As can be understood from the observation of the equations (5) to (9),
Resistance Rb of the ground resistor 10B of the ground side of the power transformer 1B circuits parallel capacitance 9 exists not related to the ground fault current Ig ₂ flowing parallel capacitance 9. Therefore, in order to prevent accidents, it is sufficient to insert the ground resistor 10A only on the ground side of the power transformer 1A connected to the device 5A having no parallel capacitance.

FIG. 3 shows a ground to be inserted when a bank IV is used to prevent accidents in an existing distribution facility having seven transformer banks I to VII and a ground resistance Rt of the system ground 3 of 3Ω. An example of the value of the resistor 10 is shown. However, the ground resistance Rp of the equipment ground 7 is 6Ω. In the example of FIG. 3, the grounding resistor 10 of 25Ω is also inserted in the bank IV, but the grounding resistor 10 of the bank IV may be omitted.

In the distribution facility shown in FIG. 3 after the grounding resistor 10 is inserted, the bank IV has a parallel capacitance 9 connected via the earth leakage breaker 4 similar to that in FIG. In this distribution facility, when a ground fault has occurred individually for all banks other than the bank IV, the primary current flowing to the zero-phase transformer 11 of the earth leakage breaker 4 due to the parallel capacitance 9 connected to the bank IV. The magnitude of the current Ig ₂ was estimated. The results are shown in Table 1 as “current Ig _{2 at the time of} ground fault”.

As is clear from Table 1, no matter which bank is ground fault, the bank IV under the above conditions
The ground current Ig ₂ of the ground fault circuit breaker 4 at the time of ground fault is 50% or less of the rated sensitivity current, and the ground fault circuit breaker 4 does not accidentally trip due to ground fault of another bank.

Thus, the object of the present invention is to provide a "method of preventing accidental leakage of the earth leakage breaker by adjusting the transformer ground resistance".

[0029]

[Embodiment] When a distribution facility is to be newly constructed or grounding repair work can be easily carried out, the transformer bank IV of the line to be prevented from accidents is directly grounded to the system ground 3, and the other banks I to The transformers III and V to VII are grounded to the system ground 3 via the common single grounding resistor 10, so that it is possible to take a so-called single-grounding type leakage protection.

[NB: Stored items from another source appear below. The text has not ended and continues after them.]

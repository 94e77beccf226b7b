use anyhow::Result;
use crossterm::{
    cursor,
    style::Print,
    terminal::{Clear, ClearType},
    ExecutableCommand, QueueableCommand,
};
use std::io::{Stdout, Write};

/// Full-screen dialog on stdout, redrawn only when its text changes.
pub struct DisplayManager {
    stdout: Stdout,
    last_screen: Option<String>,
}

impl DisplayManager {
    pub fn new() -> Result<Self> {
        let mut stdout = std::io::stdout();
        stdout.execute(cursor::Hide)?;
        Ok(Self {
            stdout,
            last_screen: None,
        })
    }

    /// Draw `screen` unless it is already on the terminal. Returns whether it was redrawn.
    pub fn show(&mut self, screen: &str) -> Result<bool> {
        let changed = self.last_screen.as_deref() != Some(screen);
        if !changed {
            return Ok(false);
        }

        self.stdout.queue(Clear(ClearType::All))?;
        self.stdout.queue(cursor::MoveTo(0, 0))?;
        // not in raw mode, but keep carriage returns explicit
        self.stdout.queue(Print(screen.replace('\n', "\r\n")))?;
        self.stdout.queue(Print("\r\n"))?;
        self.stdout.flush()?;

        self.last_screen = Some(screen.to_string());
        Ok(true)
    }
}

impl Drop for DisplayManager {
    fn drop(&mut self) {
        let _ = self.stdout.execute(cursor::Show);
    }
}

FIG. 4 shows an example of a distribution facility including the transformer banks I to VII in which such measures are taken. In this case, the ground resistance of system ground 3 is Rt
_B = 3Ω, and the resistance Re of the ground resistor 10 of the other bank
The synthetic ground resistance containing was (Rt _A + Re) = 20Ω or more.
This resistance value of the grounding resistor 10 is the ground resistance of the equipment ground 7
It was determined under the condition of Rp = 6Ω.

Regarding the distribution facility of FIG.
When an individual ground fault occurs in all the banks except the bank IV, the magnitude of the primary current flowing through the zero-phase transformer 11 of the earth leakage breaker 4 due to the parallel capacitance 9 connected to the bank IV is determined. Estimated. The results are shown in Table 2 as "simulation for countermeasures for earth leakage due to single grounding".

As is clear from Table 2, no matter which bank is grounded, the bank IV
The leakage current Ig ₂ of the earth leakage breaker 4 at the time of a ground fault is 50% or less of the rated sensitivity current, and the earth leakage breaker 4 does not get tripped as an accident.

[0032]

[Table 1]

[0033]

[Table 2]

[0034]

As described above in detail, the method for preventing accidents caused by the earth leakage breaker according to the present invention prevents the accidents caused by the selection of the grounding resistance of the power transformer, and has the following remarkable effects.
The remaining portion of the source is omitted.